WHAT THE TASK REQUIRES. From the records below, copy each line that has the word "encoder" in it.

(Extracted data entries)
*** Block opens ***
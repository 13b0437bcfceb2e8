use crate::error::EditError;
use crate::value::write_items;
use crate::{SaveValue, statics};
use anyhow::Context;
use flate2::{Compression, GzBuilder, read::GzDecoder};
use serde::{Deserialize, Deserializer, de};
use std::{
    fmt, fs,
    io::{Read, Write},
    path::{Path, PathBuf},
    sync::atomic::{AtomicU64, Ordering},
};

static NEXT_PROPERTY_ID: AtomicU64 = AtomicU64::new(1);

/// Identity of a property, independent of its name, value or position.
/// Clones share the id; a restored property is the same property.
#[derive(Debug, Clone, Copy, PartialEq, Eq, Hash, PartialOrd, Ord)]
pub struct PropertyId(u64);

impl PropertyId {
    fn next() -> Self {
        Self(NEXT_PROPERTY_ID.fetch_add(1, Ordering::Relaxed))
    }
}

impl fmt::Display for PropertyId {
    fn fmt(&self, f: &mut fmt::Formatter<'_>) -> fmt::Result {
        write!(f, "#{}", self.0)
    }
}

/// A named, typed entry in a save file.
#[derive(Debug, Clone, PartialEq)]
pub struct SaveProperty {
    id: PropertyId,
    pub name: String,
    pub value: SaveValue,
}

impl SaveProperty {
    pub fn new(name: impl Into<String>, value: SaveValue) -> Self {
        Self {
            id: PropertyId::next(),
            name: name.into(),
            value,
        }
    }

    pub fn id(&self) -> PropertyId {
        self.id
    }

    pub fn type_name(&self) -> &'static str {
        self.value.type_name()
    }
}

#[derive(Debug, Clone, Copy, PartialEq, Eq)]
pub enum SaveFormat {
    Json5,
    GzipJson5,
}

#[derive(Debug, Clone, Copy, PartialEq, Eq)]
pub enum LineEnding {
    Lf,
    CrLf,
}

impl LineEnding {
    fn as_str(self) -> &'static str {
        match self {
            LineEnding::Lf => statics::NL_LF,
            LineEnding::CrLf => statics::NL_CRLF,
        }
    }
}

/// The top-level object of a save file, read entry by entry so repeated keys survive
/// as separate properties.
struct PropertyList(Vec<SaveProperty>);

impl<'de> Deserialize<'de> for PropertyList {
    fn deserialize<D: Deserializer<'de>>(deserializer: D) -> Result<Self, D::Error> {
        struct ListVisitor;

        impl<'de> de::Visitor<'de> for ListVisitor {
            type Value = PropertyList;

            fn expecting(&self, f: &mut fmt::Formatter) -> fmt::Result {
                f.write_str("a JSON5 object of properties")
            }

            fn visit_map<A: de::MapAccess<'de>>(self, mut map: A) -> Result<Self::Value, A::Error> {
                let mut properties = Vec::new();
                while let Some((name, value)) = map.next_entry::<String, SaveValue>()? {
                    properties.push(SaveProperty::new(name, value));
                }
                Ok(PropertyList(properties))
            }
        }

        deserializer.deserialize_map(ListVisitor)
    }
}

pub(crate) fn parse_properties(text: &str) -> anyhow::Result<Vec<SaveProperty>> {
    let list = json5::from_str::<PropertyList>(text)?;
    Ok(list.0)
}

/// Writes properties as one JSON5 object, one entry per property, in list order.
pub(crate) fn write_properties(properties: &[SaveProperty], newline: Option<&str>) -> String {
    let mut out = String::new();
    out.push('{');
    write_items(
        &mut out,
        0,
        newline,
        properties.iter().map(|p| (Some(p.name.as_str()), &p.value)),
    );
    out.push('}');
    if let Some(nl) = newline {
        out.push_str(nl);
    }
    out
}

/// An editable save file: an ordered list of properties plus what is needed to write it
/// back the way it was read. Names are not unique; duplicates are told apart by position.
///
/// The mutators here know nothing about undo. Each one validates first and then makes a
/// single change, so callers can pair it with its inverse.
#[derive(Debug, Clone)]
pub struct SaveFile {
    source_path: Option<PathBuf>,
    format: SaveFormat,
    line_ending: LineEnding,
    original_bytes: Vec<u8>,
    properties: Vec<SaveProperty>,
    dirty: bool,
}

impl SaveFile {
    pub fn load_path(path: &Path) -> anyhow::Result<Self> {
        let bytes = fs::read(path).with_context(|| format!("reading {path:?}"))?;
        let mut file = Self::from_bytes(&bytes, detect_format(path, &bytes))?;
        file.source_path = Some(path.to_path_buf());
        tracing::info!(
            "Loaded {} properties from {:?}",
            file.properties.len(),
            path
        );
        Ok(file)
    }

    /// An in-memory file with no path, e.g. for a new document or for tests.
    pub fn from_json5_str(text: &str) -> anyhow::Result<Self> {
        Self::from_bytes(text.as_bytes(), SaveFormat::Json5)
    }

    fn from_bytes(bytes: &[u8], format: SaveFormat) -> anyhow::Result<Self> {
        let text_bytes = match format {
            SaveFormat::Json5 => bytes.to_vec(),
            SaveFormat::GzipJson5 => {
                let mut decoder = GzDecoder::new(bytes);
                let mut out = Vec::new();
                decoder.read_to_end(&mut out).context("gzip decompress")?;
                out
            }
        };

        let text = std::str::from_utf8(&text_bytes).context("save file is not valid UTF-8")?;
        let properties = parse_properties(text).context("parsing JSON5")?;

        Ok(Self {
            source_path: None,
            format,
            line_ending: detect_line_ending(&text_bytes),
            original_bytes: bytes.to_vec(),
            properties,
            dirty: false,
        })
    }

    /// File name shown on the document tab.
    pub fn name(&self) -> String {
        self.source_path
            .as_ref()
            .and_then(|p| p.file_name())
            .map(|n| n.to_string_lossy().into_owned())
            .unwrap_or_default()
    }

    pub fn source_path(&self) -> Option<&Path> {
        self.source_path.as_deref()
    }

    pub fn format(&self) -> SaveFormat {
        self.format
    }

    pub fn line_ending(&self) -> LineEnding {
        self.line_ending
    }

    /// True once any property has changed since the last load or save. Undoing back to
    /// the loaded state does not clear this; the document's save point tracks that.
    pub fn is_dirty(&self) -> bool {
        self.dirty
    }

    pub fn properties(&self) -> &[SaveProperty] {
        &self.properties
    }

    pub fn len(&self) -> usize {
        self.properties.len()
    }

    pub fn is_empty(&self) -> bool {
        self.properties.is_empty()
    }

    pub fn position_of(&self, id: PropertyId) -> Option<usize> {
        self.properties.iter().position(|p| p.id == id)
    }

    pub fn property(&self, id: PropertyId) -> Option<&SaveProperty> {
        self.properties.iter().find(|p| p.id == id)
    }

    /// Live access for in-place value editing. Marks the file dirty.
    pub fn property_mut(&mut self, id: PropertyId) -> Option<&mut SaveProperty> {
        let property = self.properties.iter_mut().find(|p| p.id == id)?;
        self.dirty = true;
        Some(property)
    }

    /// First index at or after `start` whose property is called `name`.
    pub fn index_of_property(&self, name: &str, start: usize) -> Option<usize> {
        self.properties
            .iter()
            .enumerate()
            .skip(start)
            .find(|(_, p)| p.name == name)
            .map(|(i, _)| i)
    }

    /// Index of the `n`-th (zero-based) property called `name`.
    pub fn nth_index_of_property(&self, name: &str, n: usize) -> Option<usize> {
        self.properties
            .iter()
            .enumerate()
            .filter(|(_, p)| p.name == name)
            .nth(n)
            .map(|(i, _)| i)
    }

    pub fn insert_property(&mut self, index: usize, property: SaveProperty) -> Result<(), EditError> {
        if index > self.properties.len() {
            return Err(self.out_of_range(index));
        }
        self.properties.insert(index, property);
        self.dirty = true;
        Ok(())
    }

    pub fn remove_property(&mut self, index: usize) -> Result<SaveProperty, EditError> {
        if index >= self.properties.len() {
            return Err(self.out_of_range(index));
        }
        self.dirty = true;
        Ok(self.properties.remove(index))
    }

    pub fn can_move_property_up(&self, index: usize) -> bool {
        index > 0 && index < self.properties.len()
    }

    pub fn can_move_property_down(&self, index: usize) -> bool {
        index + 1 < self.properties.len()
    }

    /// Swaps the property at `index` with the one before it.
    pub fn move_property_up(&mut self, index: usize) -> Result<(), EditError> {
        if !self.can_move_property_up(index) {
            return Err(EditError::CannotMoveUp(index));
        }
        self.properties.swap(index - 1, index);
        self.dirty = true;
        Ok(())
    }

    /// Swaps the property at `index` with the one after it.
    pub fn move_property_down(&mut self, index: usize) -> Result<(), EditError> {
        if !self.can_move_property_down(index) {
            return Err(EditError::CannotMoveDown(index));
        }
        self.properties.swap(index, index + 1);
        self.dirty = true;
        Ok(())
    }

    /// Returns the previous name.
    pub fn rename_property(&mut self, id: PropertyId, name: &str) -> Result<String, EditError> {
        let property = self
            .property_mut(id)
            .ok_or(EditError::UnknownProperty(id))?;
        Ok(std::mem::replace(&mut property.name, name.to_string()))
    }

    /// Returns the previous value.
    pub fn set_property_value(
        &mut self,
        id: PropertyId,
        value: SaveValue,
    ) -> Result<SaveValue, EditError> {
        let property = self
            .property_mut(id)
            .ok_or(EditError::UnknownProperty(id))?;
        Ok(std::mem::replace(&mut property.value, value))
    }

    fn out_of_range(&self, index: usize) -> EditError {
        EditError::IndexOutOfRange {
            index,
            len: self.properties.len(),
        }
    }

    /// Re-reads the file from its source path. On failure the in-memory state is kept.
    pub fn reload(&mut self) -> anyhow::Result<()> {
        let path = self
            .source_path
            .clone()
            .context("file has never been saved to disk")?;
        *self = Self::load_path(&path)?;
        Ok(())
    }

    /// Writes back to the source path in the loaded format.
    pub fn save(&mut self) -> anyhow::Result<()> {
        let path = self
            .source_path
            .clone()
            .context("file has no path; use save_to_path")?;
        self.save_to_path(&path)
    }

    pub fn save_to_path(&mut self, path: &Path) -> anyhow::Result<()> {
        let target_format = if has_gzip_extension(path) {
            SaveFormat::GzipJson5
        } else {
            SaveFormat::Json5
        };

        let bytes = self.save_bytes_for_format(target_format)?;
        fs::write(path, &bytes).with_context(|| format!("writing {path:?}"))?;
        tracing::info!("Saved {} properties to {:?}", self.properties.len(), path);

        self.source_path = Some(path.to_path_buf());
        self.format = target_format;
        self.original_bytes = bytes;
        self.dirty = false;
        Ok(())
    }

    /// Bytes for `format`. An unmodified file in its loaded format comes back byte-for-byte.
    pub fn save_bytes_for_format(&self, format: SaveFormat) -> anyhow::Result<Vec<u8>> {
        if !self.dirty && format == self.format {
            return Ok(self.original_bytes.clone());
        }

        let text = write_properties(&self.properties, Some(self.line_ending.as_str()));
        match format {
            SaveFormat::Json5 => Ok(text.into_bytes()),
            SaveFormat::GzipJson5 => {
                let mut encoder = GzBuilder::new()
                    .mtime(0)
                    .write(Vec::new(), Compression::default());
                encoder.write_all(text.as_bytes()).context("gzip compress")?;
                encoder.finish().context("gzip finish")
            }
        }
    }
}

fn has_gzip_extension(path: &Path) -> bool {
    path.extension().and_then(|e| e.to_str()) == Some(statics::EXT_GZIP)
}

fn detect_format(path: &Path, bytes: &[u8]) -> SaveFormat {
    if has_gzip_extension(path) || bytes.starts_with(&statics::GZIP_MAGIC) {
        SaveFormat::GzipJson5
    } else {
        SaveFormat::Json5
    }
}

/// Majority vote over line terminators, so a stray CRLF in an LF file does not flip it.
fn detect_line_ending(text_bytes: &[u8]) -> LineEnding {
    let (mut lf, mut crlf) = (0usize, 0usize);
    for (i, _) in text_bytes.iter().enumerate().filter(|(_, b)| **b == b'\n') {
        if i > 0 && text_bytes[i - 1] == b'\r' {
            crlf += 1;
        } else {
            lf += 1;
        }
    }

    if crlf > lf {
        LineEnding::CrLf
    } else {
        LineEnding::Lf
    }
}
*** Block closes ***
SOLUTION TO THIS TASK.
                let mut encoder = GzBuilder::new()
                encoder.write_all(text.as_bytes()).context("gzip compress")?;
                encoder.finish().context("gzip finish")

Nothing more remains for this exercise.